Et avancer avec eux sans savoir où l'on va.
Et la voir se démener pour vivre. Pensant qu'elle y arrive.
Sachant qu'elle n'y arrivera pas.
La passion dans ses yeux lorsque je lui crache ma fumée de cigarette dans la face.
Et la parodie du désir humain, s'acharnant chaque jour à mener un combat déjà perdu.
Et dans une vie gâchée, le mot cigarette qui revient toujours, trop comme l'acte.
Et la futilité de nos discussions. De toutes nos journées. Le lycée.

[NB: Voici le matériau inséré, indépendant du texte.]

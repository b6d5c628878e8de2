//! Debug probe store (spec.md §6 "Debug probe", §4.10 step 5 `debugProbe`).
//!
//! Purely a side channel: recording into it never affects slot values, the
//! schedule, or any fault path. A probe read returns the current cached
//! value plus a mode-specific summary.

use std::collections::HashMap;

use core_model::{ProbeMode, ProbeSpec, ProbeSummary, ProbeTarget};

const HISTOGRAM_BUCKETS: usize = 16;

#[derive(Debug, Clone)]
struct Histogram {
    min: f64,
    max: f64,
    counts: [u32; HISTOGRAM_BUCKETS],
}

impl Histogram {
    fn new() -> Self {
        Self {
            min: f64::INFINITY,
            max: f64::NEG_INFINITY,
            counts: [0; HISTOGRAM_BUCKETS],
        }
    }

    fn observe(&mut self, v: f64) {
        if !v.is_finite() {
            return;
        }
        self.min = self.min.min(v);
        self.max = self.max.max(v);
        let span = self.max - self.min;
        let bucket = if span <= 0.0 {
            0
        } else {
            (((v - self.min) / span) * (HISTOGRAM_BUCKETS - 1) as f64).round() as usize
        };
        self.counts[bucket.min(HISTOGRAM_BUCKETS - 1)] += 1;
    }

    fn summary(&self) -> ProbeSummary {
        ProbeSummary::Vector(self.counts.iter().map(|&c| c as f64).collect())
    }
}

/// Mutable recording side-channel a frame populates while dispatching
/// `debugProbe` steps. Lives alongside the Runtime State but is never part
/// of hot-swap's preserved surface — a probe is a debugging aid, not
/// program state (spec.md §4.11 only preserves state cells, time, and
/// frame counters).
#[derive(Debug, Default)]
pub struct ProbeStore {
    latest: HashMap<String, ProbeSummary>,
    diff_prev: HashMap<String, f64>,
    histograms: HashMap<String, Histogram>,
}

impl ProbeStore {
    pub fn new() -> Self {
        Self::default()
    }

    /// Record one probe's reading for this frame, given the current value of
    /// its target (already resolved by the caller via the Value Store or
    /// Signal Evaluator).
    pub fn record(&mut self, spec: &ProbeSpec, current: f64) {
        let summary = match spec.mode {
            ProbeMode::Value => ProbeSummary::Numeric(current),
            ProbeMode::Diff => {
                let prev = self.diff_prev.insert(spec.name.clone(), current);
                ProbeSummary::Numeric(current - prev.unwrap_or(current))
            }
            ProbeMode::Histogram => {
                let hist = self.histograms.entry(spec.name.clone()).or_insert_with(Histogram::new);
                hist.observe(current);
                hist.summary()
            }
        };
        tracing::trace!(target: "exec.probe", name = %spec.name, probe_target = ?spec.target, "recorded");
        self.latest.insert(spec.name.clone(), summary);
    }

    /// Read back the most recent summary for a named probe, or
    /// [`ProbeSummary::Unavailable`] if it has never fired.
    pub fn read(&self, name: &str) -> ProbeSummary {
        self.latest.get(name).cloned().unwrap_or(ProbeSummary::Unavailable)
    }
}

#[cfg(test)]
mod tests {
    use super::*;
    use core_model::SlotId;

    fn spec(mode: ProbeMode) -> ProbeSpec {
        ProbeSpec {
            name: "p".into(),
            target: ProbeTarget::Slot(SlotId(0)),
            mode,
        }
    }

    #[test]
    fn value_mode_reports_current() {
        let mut store = ProbeStore::new();
        store.record(&spec(ProbeMode::Value), 3.0);
        assert_eq!(store.read("p"), ProbeSummary::Numeric(3.0));
    }

    #[test]
    fn diff_mode_reports_zero_on_first_sample_then_delta() {
        let mut store = ProbeStore::new();
        let s = spec(ProbeMode::Diff);
        store.record(&s, 5.0);
        assert_eq!(store.read("p"), ProbeSummary::Numeric(0.0));
        store.record(&s, 8.0);
        assert_eq!(store.read("p"), ProbeSummary::Numeric(3.0));
    }

    #[test]
    fn histogram_mode_counts_observations() {
        let mut store = ProbeStore::new();
        let s = spec(ProbeMode::Histogram);
        for v in [0.0, 1.0, 2.0, 1.0] {
            store.record(&s, v);
        }
        let ProbeSummary::Vector(buckets) = store.read("p") else {
            panic!("expected vector summary");
        };
        assert_eq!(buckets.iter().sum::<f64>(), 4.0);
    }

    #[test]
    fn unrecorded_probe_is_unavailable() {
        let store = ProbeStore::new();
        assert_eq!(store.read("nope"), ProbeSummary::Unavailable);
    }
}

Et se casser les hanches dans un sourire.
Et répéter tout le jour les mêmes gestes.
Et répéter jour et nuit, les mots.
Mais dans le noir,
mais sans s'en soucier,
mais en ignorant qu'on s'égare,
mais en faisant comme si on y arriverait,
mais en se disant qu'il ne nous reste que la foi,
mais en sachant que ce n'est suffisant,
mais en les voyant s'épanouir,
mais sans en pleurer.
Elle s'y tient, là.
Sans plus aucune notion d'amour, de joie, de sentiments ressentis ou pas.
Avec seulement la conscience du désastre,
de la fausse satisfaction à mener une vie aspirant à rien.
La notion que Rien constitue un Tout.
The Heart Is Deceitful Above All Things.